Alice Fantastic by Maggie Estep. This wild and highly enjoyable narrative involves two sisters (presumably, the third one was still being rented out by Chekhov), a hippie ex-junkie mother who lives with seventeen dogs, a murder, gambling, and libidinous Hollywood actresses who live in Woodstock. But this is the wonderful Maggie Estep we're talking here. And what seems at first like a quirky yarn becomes something unexpectedly moving about connectivity. What I love about Estep's work is the way that she'll juxtapose an extremely astute observation (now that you mention it, why do cab drivers always have somebody to talk with on the phone past midnight?) with an often outrageous story development.
Generosity by Richard Powers. It doesn't come out until September 29th, but Richard Powers's latest will have anyone committed to books reconsidering their literary fervor. I foresee some animosity from the vanilla critics hostile to idea-driven novels, but book bloggers, YouTube chroniclers, and MFAs would do well to plunge into this chance-taking narrative, which introduces vital questions about what the reader's relationship is with media, scientific dissection, and "creative nonfiction." Are we rats fleeing to happy cities? Or can we find the humanism within the purported plague?
Pieces for the Left Hand by J. Robert Lennon. Lennon is one of the most underrated fiction writers working today. Much as On the Night Plain proved that Lennon had a lot more in the toolbox than heartfelt (and often very funny) suburban satire, this slim but fascinating volume juxtaposes 100 small-town anecdotes -- arranged by category -- in a manner that reads, at times, like Nicholson Baker's passions for minutiae and, at other times, Stewart O'Nan's concern for psychological detail. The result is fiction that makes us wonder about whether one person's subjective view of particulars can entirely be trusted. This book never found a publisher in 2005. But thankfully, Graywolf has released it in the United States, along with Lennon's latest novel, The Castle.
Wonderful World by Javier Calvo. This wonderfully raucous volume has been completely ignored by the Washington Post, the New York Times, and the Los Angeles Times. But it's probably one of the most delightful reading experiences I've had this year. Calvo cavalierly mashes up multiple genres and manages to mix up familial subtext with larger-than-life, almost cartoonish characters. (Indeed, one might argue that one mobster's penis is a character of its own in this sprawling novel.). This is not an easy thing to pull off, but Calvo makes it work. And it's helped immeasurably by Mara Faye Lethem's idiom-specific translation. (See longer post.)

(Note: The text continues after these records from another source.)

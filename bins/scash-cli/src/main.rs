//! scash-cli: command-line interface for the SCASH single-address wallet.
//!
//! Wallet files are password-encrypted backups; the node is reached over
//! JSON-RPC for fee estimates, UTXO scans and broadcasting.

mod config;
mod rpc;

use std::io::{BufRead, Write};
use std::path::PathBuf;

use anyhow::{Context, Result, bail};
use clap::{Args, Parser, Subcommand};
use zeroize::Zeroizing;

use scash_core::constants::{TICKER, format_coin, parse_coin_str};
use scash_core::traits::FeeRateSource;
use scash_core::types::SpendOutput;
use scash_wallet::{
    CoinSelector, FeeRate, PendingLedger, PendingStatus, SigningKey, SpendPlan, Wallet, WalletFile,
    estimate_fee,
};

use crate::config::CliConfig;
use crate::rpc::NodeRpc;

/// SCASH command-line wallet.
#[derive(Parser)]
#[command(name = "scash-cli")]
#[command(version, about = "Single-address SCASH wallet")]
struct Cli {
    #[command(flatten)]
    global: GlobalArgs,

    #[command(subcommand)]
    command: Commands,
}

#[derive(Args)]
struct GlobalArgs {
    /// Use the test network (overrides SCASH_TESTNET).
    #[arg(long, global = true)]
    testnet: bool,

    /// Node RPC URL (overrides SCASH_RPC_URL).
    #[arg(long, global = true)]
    rpc_url: Option<String>,

    /// Data directory (overrides SCASH_DATA_DIR).
    #[arg(long, global = true)]
    data_dir: Option<PathBuf>,

    /// Fee confirmation target in blocks (overrides SCASH_CONF_TARGET).
    #[arg(long, global = true)]
    conf_target: Option<u16>,

    /// Wallet file (default: <data dir>/scash-wallet.json).
    #[arg(short, long, global = true)]
    wallet: Option<PathBuf>,
}

#[derive(Subcommand)]
enum Commands {
    /// Wallet management subcommands.
    Wallet {
        #[command(subcommand)]
        action: WalletAction,
    },
    /// Show the wallet address.
    Address,
    /// Show the current network fee rate.
    Fee,
    /// Query the wallet balance from the node.
    Balance,
    /// Send coins to an address.
    Send(SendArgs),
    /// List broadcast transactions and refresh their confirmation status.
    Pending,
}

#[derive(Subcommand)]
enum WalletAction {
    /// Create a new wallet with a fresh mnemonic.
    Create,
    /// Restore a wallet from a 12-word mnemonic.
    Restore,
    /// Reveal the mnemonic and private key.
    Show,
}

#[derive(Args)]
struct SendArgs {
    /// Recipient address.
    #[arg(short, long)]
    to: String,

    /// Amount in whole coins (e.g. 10.5).
    #[arg(short, long)]
    amount: String,

    /// Skip the confirmation prompt.
    #[arg(short, long)]
    yes: bool,
}

struct Session {
    config: CliConfig,
    wallet_path: PathBuf,
}

#[tokio::main]
async fn main() -> Result<()> {
    let cli = Cli::parse();
    let config = resolve_config(&cli.global)?;

    tracing_subscriber::fmt()
        .with_env_filter(
            tracing_subscriber::EnvFilter::try_from_default_env()
                .unwrap_or_else(|_| tracing_subscriber::EnvFilter::new(&config.log_level)),
        )
        .with_writer(std::io::stderr)
        .init();

    let wallet_path = cli.global.wallet.clone().unwrap_or_else(|| config.wallet_path());
    let ctx = Session {
        config,
        wallet_path,
    };

    match cli.command {
        Commands::Wallet { action } => match action {
            WalletAction::Create => wallet_create(&ctx),
            WalletAction::Restore => wallet_restore(&ctx),
            WalletAction::Show => wallet_show(&ctx),
        },
        Commands::Address => wallet_address(&ctx),
        Commands::Fee => fee(&ctx).await,
        Commands::Balance => balance(&ctx).await,
        Commands::Send(args) => send(&ctx, args).await,
        Commands::Pending => pending(&ctx).await,
    }
}

fn resolve_config(global: &GlobalArgs) -> Result<CliConfig> {
    let mut config = CliConfig::from_env()?;
    if global.testnet {
        config.network = scash_core::network::Network::Testnet;
    }
    if let Some(url) = &global.rpc_url {
        config.rpc_url = url.clone();
    }
    if let Some(dir) = &global.data_dir {
        config.data_dir = dir.clone();
    }
    if let Some(target) = global.conf_target {
        if target == 0 {
            bail!("--conf-target must be at least 1");
        }
        config.conf_target = target;
    }
    Ok(config)
}

/// Create a new wallet and print its backup phrase once.
fn wallet_create(ctx: &Session) -> Result<()> {
    if ctx.wallet_path.exists() {
        bail!("Wallet file already exists: {}", ctx.wallet_path.display());
    }
    let password = prompt_new_password()?;

    let (wallet, mnemonic) =
        Wallet::create(ctx.config.params(), &password).context("Failed to create wallet")?;
    save_wallet(ctx, &wallet)?;

    println!("\n=== WALLET CREATED ===");
    println!("Network: {:?}", ctx.config.network);
    println!("Address: {}", wallet.address());
    println!("\nMNEMONIC (BACK THIS UP, 12 WORDS):");
    println!("  {}", mnemonic.as_str());
    println!("\nWARNING: This phrase will NOT be shown again.");
    println!("Anyone with this phrase can spend your funds.");
    println!("\nWallet saved to: {}", ctx.wallet_path.display());
    Ok(())
}

/// Restore a wallet from a mnemonic.
fn wallet_restore(ctx: &Session) -> Result<()> {
    if ctx.wallet_path.exists() {
        bail!("Wallet file already exists: {}", ctx.wallet_path.display());
    }
    let mnemonic = prompt_password("Enter 12-word mnemonic")?;
    let password = prompt_new_password()?;

    let wallet = Wallet::restore(&mnemonic, &password, ctx.config.params())
        .context("Failed to restore wallet")?;
    save_wallet(ctx, &wallet)?;

    println!("\n=== WALLET RESTORED ===");
    println!("Address: {}", wallet.address());
    println!("Wallet saved to: {}", ctx.wallet_path.display());
    Ok(())
}

/// Reveal the stored secrets after re-entering the password.
fn wallet_show(ctx: &Session) -> Result<()> {
    let (wallet, password) = open_wallet(ctx)?;
    let record = wallet.unlock(&password).context("Failed to unlock wallet")?;
    let key = SigningKey::derive(&record.mnemonic, ctx.config.params())
        .context("Failed to derive key")?;

    println!("Address:  {}", record.address);
    println!("Path:     {}", record.path);
    println!("Mnemonic: {}", record.mnemonic);
    println!("WIF:      {}", record.private_key);
    println!("Account xpub: {}", key.account_xpub());
    Ok(())
}

fn wallet_address(ctx: &Session) -> Result<()> {
    let (wallet, _) = open_wallet(ctx)?;
    println!("{}", wallet.address());
    Ok(())
}

async fn fee(ctx: &Session) -> Result<()> {
    let rpc = node(ctx)?;
    let quote = rpc
        .fee_rate_per_kb(ctx.config.conf_target)
        .await
        .context("Failed to fetch fee rate")?;
    let rate = FeeRate::from_coin_per_kb(quote)?;
    let typical = estimate_fee(1, 2, rate);

    println!("Fee rate: {rate} (target {} blocks)", ctx.config.conf_target);
    println!(
        "Typical 1-in 2-out payment: {} vB, {} {TICKER}",
        typical.vsize,
        format_coin(typical.fee_sat)
    );
    Ok(())
}

async fn balance(ctx: &Session) -> Result<()> {
    let rpc = node(ctx)?;
    let (wallet, _) = open_wallet(ctx)?;
    let ledger = PendingLedger::load(&ctx.config.pending_path())?;
    let utxos = wallet
        .unspent(&rpc, &ledger)
        .await
        .context("Failed to scan UTXOs")?;

    let total: u64 = utxos.iter().map(|u| u.amount).sum();
    let spendable = CoinSelector::spendable_balance(&utxos);

    println!("\n=== WALLET BALANCE ===");
    println!("Address:   {}", wallet.address());
    println!("UTXOs:     {}", utxos.len());
    println!("Total:     {} {TICKER}", format_coin(total));
    println!("Spendable: {} {TICKER}", format_coin(spendable));
    if total > spendable {
        println!("In mempool: {} {TICKER}", format_coin(total - spendable));
    }
    Ok(())
}

async fn send(ctx: &Session, args: SendArgs) -> Result<()> {
    let amount = parse_coin_str(&args.amount).context("Invalid amount")?;
    let rpc = node(ctx)?;
    let (wallet, password) = open_wallet(ctx)?;
    let pending_path = ctx.config.pending_path();
    let mut ledger = PendingLedger::load(&pending_path)?;

    let rate = wallet
        .fee_rate(&rpc, ctx.config.conf_target)
        .await
        .context("Failed to fetch fee rate")?;
    let utxos = wallet
        .unspent(&rpc, &ledger)
        .await
        .context("Failed to scan UTXOs")?;

    let outputs = [SpendOutput::new(args.to.trim(), amount)];
    let plan = wallet
        .prepare_send(&utxos, &outputs, rate)
        .context("Failed to plan transaction")?;
    print_plan(&plan);

    if !args.yes && !confirm("Send this transaction?")? {
        println!("Aborted.");
        return Ok(());
    }

    let signed = wallet.sign(&plan, &password).context("Failed to sign transaction")?;
    let txid = wallet
        .submit(&rpc, &signed, &mut ledger, chrono::Utc::now().timestamp_millis())
        .await
        .context("Node rejected transaction")?;
    ledger
        .save(&pending_path)
        .context("Failed to save pending ledger")?;

    println!("\n=== TRANSACTION SENT ===");
    println!("TxID: {txid}");
    Ok(())
}

async fn pending(ctx: &Session) -> Result<()> {
    let rpc = node(ctx)?;
    let pending_path = ctx.config.pending_path();
    let mut ledger = PendingLedger::load(&pending_path)?;

    let ids: Vec<String> = ledger.pending().map(|t| t.id.clone()).collect();
    let mut changed = false;
    for id in ids {
        match rpc.blockhash(&id).await {
            Ok(Some(_)) => changed |= ledger.mark_confirmed(&id),
            Ok(None) => {}
            Err(e) => tracing::warn!(txid = %id, error = %e, "status lookup failed"),
        }
    }
    if changed {
        ledger
            .save(&pending_path)
            .context("Failed to save pending ledger")?;
    }

    if ledger.is_empty() {
        println!("No broadcast transactions.");
        return Ok(());
    }
    for tx in ledger.all() {
        let status = match tx.status {
            PendingStatus::Pending => "pending",
            PendingStatus::Confirmed => "confirmed",
        };
        let created = chrono::DateTime::from_timestamp_millis(tx.created_at)
            .map(|t| t.format("%Y-%m-%d %H:%M:%S").to_string())
            .unwrap_or_default();
        println!(
            "{}  {:<9}  {}  out {} {TICKER}  fee {}",
            tx.id,
            status,
            created,
            format_coin(tx.total_output),
            format_coin(tx.network_fee + tx.platform_fee)
        );
    }
    Ok(())
}

fn print_plan(plan: &SpendPlan) {
    println!("\n=== TRANSACTION PLAN ===");
    for o in &plan.outputs {
        println!("To:           {} ({} {TICKER})", o.address, format_coin(o.amount));
    }
    println!("Inputs:       {}", plan.selection.len());
    println!("Network fee:  {} {TICKER} ({} vB)", format_coin(plan.network_fee), plan.fee.vsize);
    println!("Platform fee: {} {TICKER}", format_coin(plan.platform_fee));
    println!("Change:       {} {TICKER}", format_coin(plan.change()));
}

fn node(ctx: &Session) -> Result<NodeRpc> {
    NodeRpc::new(&ctx.config.rpc_url, ctx.config.rpc_timeout)
}

fn open_wallet(ctx: &Session) -> Result<(Wallet, Zeroizing<String>)> {
    let file = WalletFile::load(&ctx.wallet_path)
        .with_context(|| format!("Failed to read wallet {}", ctx.wallet_path.display()))?;
    let password = prompt_password("Wallet password")?;
    let wallet = Wallet::from_file(&file, &password, ctx.config.params())
        .context("Failed to open wallet (check password)")?;
    Ok((wallet, password))
}

fn save_wallet(ctx: &Session, wallet: &Wallet) -> Result<()> {
    if let Some(parent) = ctx.wallet_path.parent() {
        std::fs::create_dir_all(parent)
            .with_context(|| format!("Failed to create directory: {}", parent.display()))?;
    }
    wallet
        .to_file()
        .save(&ctx.wallet_path)
        .context("Failed to save wallet")
}

/// Prompt for a secret without echo.
fn prompt_password(prompt: &str) -> Result<Zeroizing<String>> {
    rpassword::prompt_password(format!("{prompt}: "))
        .map(Zeroizing::new)
        .context("Failed to read password")
}

fn prompt_new_password() -> Result<Zeroizing<String>> {
    let password = prompt_password("Enter wallet password")?;
    let confirm = prompt_password("Confirm password")?;
    if password != confirm {
        bail!("Passwords do not match");
    }
    if password.is_empty() {
        bail!("Password must not be empty");
    }
    Ok(password)
}

fn confirm(question: &str) -> Result<bool> {
    print!("{question} [y/N] ");
    std::io::stdout().flush()?;
    let mut line = String::new();
    std::io::stdin().lock().read_line(&mut line)?;
    Ok(matches!(line.trim().to_ascii_lowercase().as_str(), "y" | "yes"))
}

The Means of Reproduction, Michelle Goldberg This thoughtful book tackles the complicated (and little discussed) subject of reproductive rights from numerous angles, which includes a number of unpleasant but necessary ones. The upshot is that there isn't a quick fix solution for declining birth rates and fundamentalist abuses. Just about every political faction has contributed to the friction. But you'll want to read this book anyway to refamiliarize yourself with the topic, but also to understand just what's occurred during the past several decades to get us where we are today. (See also podcast interview with Goldberg.)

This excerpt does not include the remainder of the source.